A un año de la primera elección popular de jueces, Magistrados y Ministros en México, especialistas en materia constitucional y judicial dan su veredicto: la reforma impulsada por la Cuarta Transformación le dio el control sobre el Poder Judicial.
 
La evidencia más visible es que el Gobierno federal ha dejado de perder litigios de alto perfil ante la Suprema Corte.
 
Créditos fiscales multimillonarios, impuestos a empresarios críticos, bloqueos de cuentas bancarias y diversas reformas impulsadas por el oficialismo han sido resueltos en favor del Ejecutivo.
 
La transformación del Poder Judicial comenzó formalmente el 1 de junio de 2025, cuando 881 impartidores de justicia fueron elegidos mediante voto popular.
 
Desde entonces, el nuevo modelo también ha enfrentado problemas administrativos: protestas de juzgadores retirados por prestaciones pendientes, denuncias de falta de insumos en tribunales y la renuncia de funcionarios, incluidos dos elegidos en las urnas.
 
"Me parece que las reformas tuvieron, desde su origen, el intento, por quedarse con el Poder Judicial de la Federación, dominar a la función judicial en todo el País", afirmó el Ministro en retiro José Ramón Cossío.
 
A su juicio, la modificación constitucional se aprobó sin un diagnóstico serio sobre los problemas de la justicia, y los foros de discusión sólo sirvieron para validar una decisión previamente tomada.
 
Las críticas son compartidas por el constitucionalista Diego Valadés, quien considera que la reforma y sus modificaciones posteriores configuran una "pseudo reforma" que eliminó pilares fundamentales del sistema judicial.
 
"Lo lamentable es que en México se tomó una decisión radical de sustituir a todos los juzgadores federales, excepto a quienes aceptaron las reglas del juego electoral.

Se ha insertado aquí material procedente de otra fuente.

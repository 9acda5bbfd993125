use std::io::BufRead;
use std::path::Path;

use crate::input::{InputError, column_index, header_columns, open_maybe_gz};
use crate::model::RawScoreRecord;

const GENE_COLUMN: &str = "Gene";
const SCORE_COLUMN: &str = "Score";
const RANK_COLUMN: &str = "Rank";
const ID_COLUMN: &str = "ID";
const STATUS_COLUMN: &str = "Status";

struct RawColumns {
    gene: usize,
    score: usize,
    rank: Option<usize>,
    id: Option<usize>,
    status: Option<usize>,
}

/// Reads a Phen2Gene output table. Rows keep file order.
pub fn read_raw_result(path: &Path) -> Result<Vec<RawScoreRecord>, InputError> {
    let mut reader = open_maybe_gz(path)?;
    let mut buf = String::new();
    let malformed = |reason: String| InputError::Malformed {
        path: path.display().to_string(),
        reason,
    };

    let read = reader
        .read_line(&mut buf)
        .map_err(|e| read_error(e, path))?;
    if read == 0 {
        return Err(malformed("file is empty (missing header)".to_string()));
    }
    let header = header_columns(&buf);
    let columns = RawColumns {
        gene: column_index(&header, GENE_COLUMN)
            .ok_or_else(|| malformed(format!("missing required column '{GENE_COLUMN}'")))?,
        score: column_index(&header, SCORE_COLUMN)
            .ok_or_else(|| malformed(format!("missing required column '{SCORE_COLUMN}'")))?,
        rank: column_index(&header, RANK_COLUMN),
        id: column_index(&header, ID_COLUMN),
        status: column_index(&header, STATUS_COLUMN),
    };

    let mut records = Vec::new();
    let mut line_no = 1usize;
    loop {
        buf.clear();
        let read = reader
            .read_line(&mut buf)
            .map_err(|e| read_error(e, path))?;
        if read == 0 {
            break;
        }
        line_no += 1;
        let line = buf.trim_end_matches(['\r', '\n']);
        if line.trim().is_empty() {
            continue;
        }
        let fields: Vec<&str> = line.split('\t').collect();
        records.push(parse_row(&fields, &columns).map_err(|reason| {
            malformed(format!("line {line_no}: {reason}"))
        })?);
    }

    Ok(records)
}

fn parse_row(fields: &[&str], columns: &RawColumns) -> Result<RawScoreRecord, String> {
    // Symbols are kept verbatim, surrounding whitespace included.
    let gene_symbol = fields
        .get(columns.gene)
        .map(|s| s.to_string())
        .ok_or_else(|| format!("missing '{GENE_COLUMN}' field"))?;
    let score_raw = fields
        .get(columns.score)
        .map(|s| s.trim())
        .ok_or_else(|| format!("missing '{SCORE_COLUMN}' field"))?;
    let score: f64 = score_raw
        .parse()
        .map_err(|_| format!("'{SCORE_COLUMN}' value '{score_raw}' is not numeric"))?;
    if score.is_nan() {
        return Err(format!("'{SCORE_COLUMN}' value is NaN"));
    }

    let optional = |idx: Option<usize>| {
        idx.and_then(|i| fields.get(i))
            .map(|s| s.trim().to_string())
            .unwrap_or_default()
    };
    // Upstream ranks are recomputed during standardization.
    let rank_hint = optional(columns.rank).parse().unwrap_or(0);

    Ok(RawScoreRecord {
        rank_hint,
        gene_symbol,
        external_id: optional(columns.id),
        score,
        status: optional(columns.status),
    })
}

fn read_error(err: std::io::Error, path: &Path) -> InputError {
    if err.kind() == std::io::ErrorKind::InvalidData {
        InputError::Malformed {
            path: path.display().to_string(),
            reason: "not valid UTF-8 delimited text".to_string(),
        }
    } else {
        InputError::Io(err)
    }
}

#[cfg(test)]
#[path = "../../tests/src_inline/input/raw_result.rs"]
mod tests;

Esta decisión eliminó la carrera judicial y la independencia judicial, y afectó la calidad de la justicia", sostiene.
 
A los cuestionamientos se suma José Antonio Caballero, académico del Instituto de Investigaciones Sociales de la UNAM, quien identifica como la principal pérdida la desarticulación de la carrera judicial y del capital humano especializado que formó el Estado mexicano durante años.